**WORK REQUEST:** Only the number is wanted: how many lines in the data contain "EnvFilter"?

[Entries taken from a collection]
--------------------

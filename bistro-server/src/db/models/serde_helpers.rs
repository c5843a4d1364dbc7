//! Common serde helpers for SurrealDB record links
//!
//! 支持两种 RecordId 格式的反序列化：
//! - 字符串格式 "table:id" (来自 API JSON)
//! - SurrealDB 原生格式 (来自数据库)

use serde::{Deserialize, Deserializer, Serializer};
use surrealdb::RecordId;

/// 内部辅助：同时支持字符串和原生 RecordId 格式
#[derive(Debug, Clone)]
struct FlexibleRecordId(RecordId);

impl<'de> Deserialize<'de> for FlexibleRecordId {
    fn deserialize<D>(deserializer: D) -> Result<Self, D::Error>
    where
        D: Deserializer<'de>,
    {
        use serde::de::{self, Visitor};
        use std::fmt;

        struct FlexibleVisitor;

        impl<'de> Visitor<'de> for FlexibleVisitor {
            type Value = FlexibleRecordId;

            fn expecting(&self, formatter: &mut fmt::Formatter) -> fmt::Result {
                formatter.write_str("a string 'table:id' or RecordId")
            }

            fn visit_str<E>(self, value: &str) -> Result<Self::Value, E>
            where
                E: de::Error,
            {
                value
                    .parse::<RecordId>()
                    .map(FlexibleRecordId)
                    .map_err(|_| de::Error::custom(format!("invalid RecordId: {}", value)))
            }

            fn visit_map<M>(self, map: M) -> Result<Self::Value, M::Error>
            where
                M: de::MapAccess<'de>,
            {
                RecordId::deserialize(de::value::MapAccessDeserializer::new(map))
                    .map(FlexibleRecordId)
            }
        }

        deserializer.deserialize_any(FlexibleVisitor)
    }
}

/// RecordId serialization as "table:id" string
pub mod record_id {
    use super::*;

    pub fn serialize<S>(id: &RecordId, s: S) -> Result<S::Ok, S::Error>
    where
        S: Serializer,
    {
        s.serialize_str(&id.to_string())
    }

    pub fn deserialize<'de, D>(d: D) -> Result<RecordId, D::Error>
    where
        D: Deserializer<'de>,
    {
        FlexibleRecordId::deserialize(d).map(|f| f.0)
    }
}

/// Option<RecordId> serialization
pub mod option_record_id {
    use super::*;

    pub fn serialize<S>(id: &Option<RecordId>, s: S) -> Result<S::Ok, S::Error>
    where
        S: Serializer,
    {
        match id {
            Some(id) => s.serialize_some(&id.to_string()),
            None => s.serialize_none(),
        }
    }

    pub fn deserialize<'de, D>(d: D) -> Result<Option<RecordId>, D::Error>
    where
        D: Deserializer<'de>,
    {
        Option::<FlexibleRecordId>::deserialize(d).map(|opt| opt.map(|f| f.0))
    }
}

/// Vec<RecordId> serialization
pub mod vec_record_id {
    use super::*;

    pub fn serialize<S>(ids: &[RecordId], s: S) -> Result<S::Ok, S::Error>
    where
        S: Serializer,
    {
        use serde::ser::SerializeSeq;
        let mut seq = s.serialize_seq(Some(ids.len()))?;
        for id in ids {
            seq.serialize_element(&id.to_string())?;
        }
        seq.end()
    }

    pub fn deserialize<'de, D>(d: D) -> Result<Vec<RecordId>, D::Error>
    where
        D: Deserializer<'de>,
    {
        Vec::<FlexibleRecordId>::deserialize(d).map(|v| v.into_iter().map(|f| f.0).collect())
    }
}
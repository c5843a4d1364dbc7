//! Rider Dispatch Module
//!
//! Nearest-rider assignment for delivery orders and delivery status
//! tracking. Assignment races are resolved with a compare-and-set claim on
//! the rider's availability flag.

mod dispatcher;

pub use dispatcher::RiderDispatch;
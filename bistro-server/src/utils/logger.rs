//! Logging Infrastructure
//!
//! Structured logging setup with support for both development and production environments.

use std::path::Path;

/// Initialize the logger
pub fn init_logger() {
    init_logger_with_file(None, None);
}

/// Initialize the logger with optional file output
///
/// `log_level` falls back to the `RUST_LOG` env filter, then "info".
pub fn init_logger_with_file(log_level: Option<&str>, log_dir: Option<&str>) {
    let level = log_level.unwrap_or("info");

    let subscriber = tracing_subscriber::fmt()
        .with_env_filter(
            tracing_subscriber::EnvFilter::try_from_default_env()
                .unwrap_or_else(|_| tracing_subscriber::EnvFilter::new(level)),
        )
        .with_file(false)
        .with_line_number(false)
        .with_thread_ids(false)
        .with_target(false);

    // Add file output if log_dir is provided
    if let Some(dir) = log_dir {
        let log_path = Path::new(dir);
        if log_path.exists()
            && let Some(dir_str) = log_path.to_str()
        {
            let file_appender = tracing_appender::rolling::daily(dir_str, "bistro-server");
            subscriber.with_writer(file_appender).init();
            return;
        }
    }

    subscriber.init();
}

--------------------

**ANSWER:** 2